## ACTIVITY:
The full listing, from first line to last, should be set down again exactly.
--
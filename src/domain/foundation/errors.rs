//! Error types for the domain layer.

use thiserror::Error;

/// Errors that occur during value object construction.
#[derive(Debug, Clone, PartialEq, Eq, Error)]
pub enum ValidationError {
    #[error("Field '{field}' cannot be empty")]
    EmptyField { field: String },

    #[error("Field '{field}' has invalid format: {reason}")]
    InvalidFormat { field: String, reason: String },

    #[error("Unknown assessment dimension: '{key}'")]
    UnknownDimension { key: String },
}

impl ValidationError {
    /// Creates an empty field validation error.
    pub fn empty_field(field: impl Into<String>) -> Self {
        ValidationError::EmptyField { field: field.into() }
    }

    /// Creates an invalid format validation error.
    pub fn invalid_format(field: impl Into<String>, reason: impl Into<String>) -> Self {
        ValidationError::InvalidFormat {
            field: field.into(),
            reason: reason.into(),
        }
    }

    /// Creates an unknown dimension validation error.
    pub fn unknown_dimension(key: impl Into<String>) -> Self {
        ValidationError::UnknownDimension { key: key.into() }
    }
}
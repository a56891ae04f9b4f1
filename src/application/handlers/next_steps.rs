//! NextSteps - Query handler for the actions a user can take next.
//!
//! Pairs the router's output with the display metadata the chat layer
//! shows when offering each action.

use std::sync::Arc;

use crate::domain::assessment::{next_actions, Action};
use crate::domain::foundation::ProfileId;
use crate::domain::profile::AssessmentProgress;
use crate::ports::{ProfileStore, ProfileStoreError};

/// Query for a profile's next available steps.
#[derive(Debug, Clone)]
pub struct NextStepsQuery {
    pub profile_id: ProfileId,
}

/// One offered step with its display metadata.
#[derive(Debug, Clone, PartialEq, Eq)]
pub struct NextStep {
    pub action: Action,
    pub title: String,
    pub description: String,
}

/// Progress plus the ordered steps available at that progress.
#[derive(Debug, Clone)]
pub struct NextStepsResult {
    pub progress: AssessmentProgress,
    pub steps: Vec<NextStep>,
}

/// Handler for computing next steps.
pub struct NextStepsHandler {
    store: Arc<dyn ProfileStore>,
}

impl NextStepsHandler {
    pub fn new(store: Arc<dyn ProfileStore>) -> Self {
        Self { store }
    }

    pub async fn handle(&self, query: NextStepsQuery) -> Result<NextStepsResult, ProfileStoreError> {
        let profile = self.store.get_profile(query.profile_id).await?;
        let progress = AssessmentProgress::for_profile(&profile);

        let steps = next_actions(&progress)
            .into_iter()
            .map(Self::describe)
            .collect();

        Ok(NextStepsResult { progress, steps })
    }

    fn describe(action: Action) -> NextStep {
        match action {
            Action::Dimension { key } => NextStep {
                action,
                title: key.display_name().to_string(),
                description: key.description().to_string(),
            },
            Action::Insights => NextStep {
                action,
                title: "Get Career Insights".to_string(),
                description: "Review your progress and get preliminary insights".to_string(),
            },
            Action::ActionPlan => NextStep {
                action,
                title: "Generate Career Action Plan".to_string(),
                description: "Create your personalized career development roadmap".to_string(),
            },
        }
    }
}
--
## TASK OUTPUT:
filename src/domain/foundation/errors.rs
//! Error types for the domain layer.

use thiserror::Error;

/// Errors that occur during value object construction.
#[derive(Debug, Clone, PartialEq, Eq, Error)]
pub enum ValidationError {
    #[error("Field '{field}' cannot be empty")]
    EmptyField { field: String },

    #[error("Field '{field}' has invalid format: {reason}")]
    InvalidFormat { field: String, reason: String },

    #[error("Unknown assessment dimension: '{key}'")]
    UnknownDimension { key: String },
}

impl ValidationError {
    /// Creates an empty field validation error.
    pub fn empty_field(field: impl Into<String>) -> Self {
        ValidationError::EmptyField { field: field.into() }
    }

    /// Creates an invalid format validation error.
    pub fn invalid_format(field: impl Into<String>, reason: impl Into<String>) -> Self {
        ValidationError::InvalidFormat {
            field: field.into(),
            reason: reason.into(),
        }
    }

    /// Creates an unknown dimension validation error.
    pub fn unknown_dimension(key: impl Into<String>) -> Self {
        ValidationError::UnknownDimension { key: key.into() }
    }
}
repository a56891ae04f9b4f1
filename src/application/handlers/next_steps.rs
//! NextSteps - Query handler for the actions a user can take next.
//!
//! Pairs the router's output with the display metadata the chat layer
//! shows when offering each action.

use std::sync::Arc;

use crate::domain::assessment::{next_actions, Action};
use crate::domain::foundation::ProfileId;
use crate::domain::profile::AssessmentProgress;
use crate::ports::{ProfileStore, ProfileStoreError};

/// Query for a profile's next available steps.
#[derive(Debug, Clone)]
pub struct NextStepsQuery {
    pub profile_id: ProfileId,
}

/// One offered step with its display metadata.
#[derive(Debug, Clone, PartialEq, Eq)]
pub struct NextStep {
    pub action: Action,
    pub title: String,
    pub description: String,
}

/// Progress plus the ordered steps available at that progress.
#[derive(Debug, Clone)]
pub struct NextStepsResult {
    pub progress: AssessmentProgress,
    pub steps: Vec<NextStep>,
}

/// Handler for computing next steps.
pub struct NextStepsHandler {
    store: Arc<dyn ProfileStore>,
}

impl NextStepsHandler {
    pub fn new(store: Arc<dyn ProfileStore>) -> Self {
        Self { store }
    }

    pub async fn handle(&self, query: NextStepsQuery) -> Result<NextStepsResult, ProfileStoreError> {
        let profile = self.store.get_profile(query.profile_id).await?;
        let progress = AssessmentProgress::for_profile(&profile);

        let steps = next_actions(&progress)
            .into_iter()
            .map(Self::describe)
            .collect();

        Ok(NextStepsResult { progress, steps })
    }

    fn describe(action: Action) -> NextStep {
        match action {
            Action::Dimension { key } => NextStep {
                action,
                title: key.display_name().to_string(),
                description: key.description().to_string(),
            },
            Action::Insights => NextStep {
                action,
                title: "Get Career Insights".to_string(),
                description: "Review your progress and get preliminary insights".to_string(),
            },
            Action::ActionPlan => NextStep {
                action,
                title: "Generate Career Action Plan".to_string(),
                description: "Create your personalized career development roadmap".to_string(),
            },
        }
    }
}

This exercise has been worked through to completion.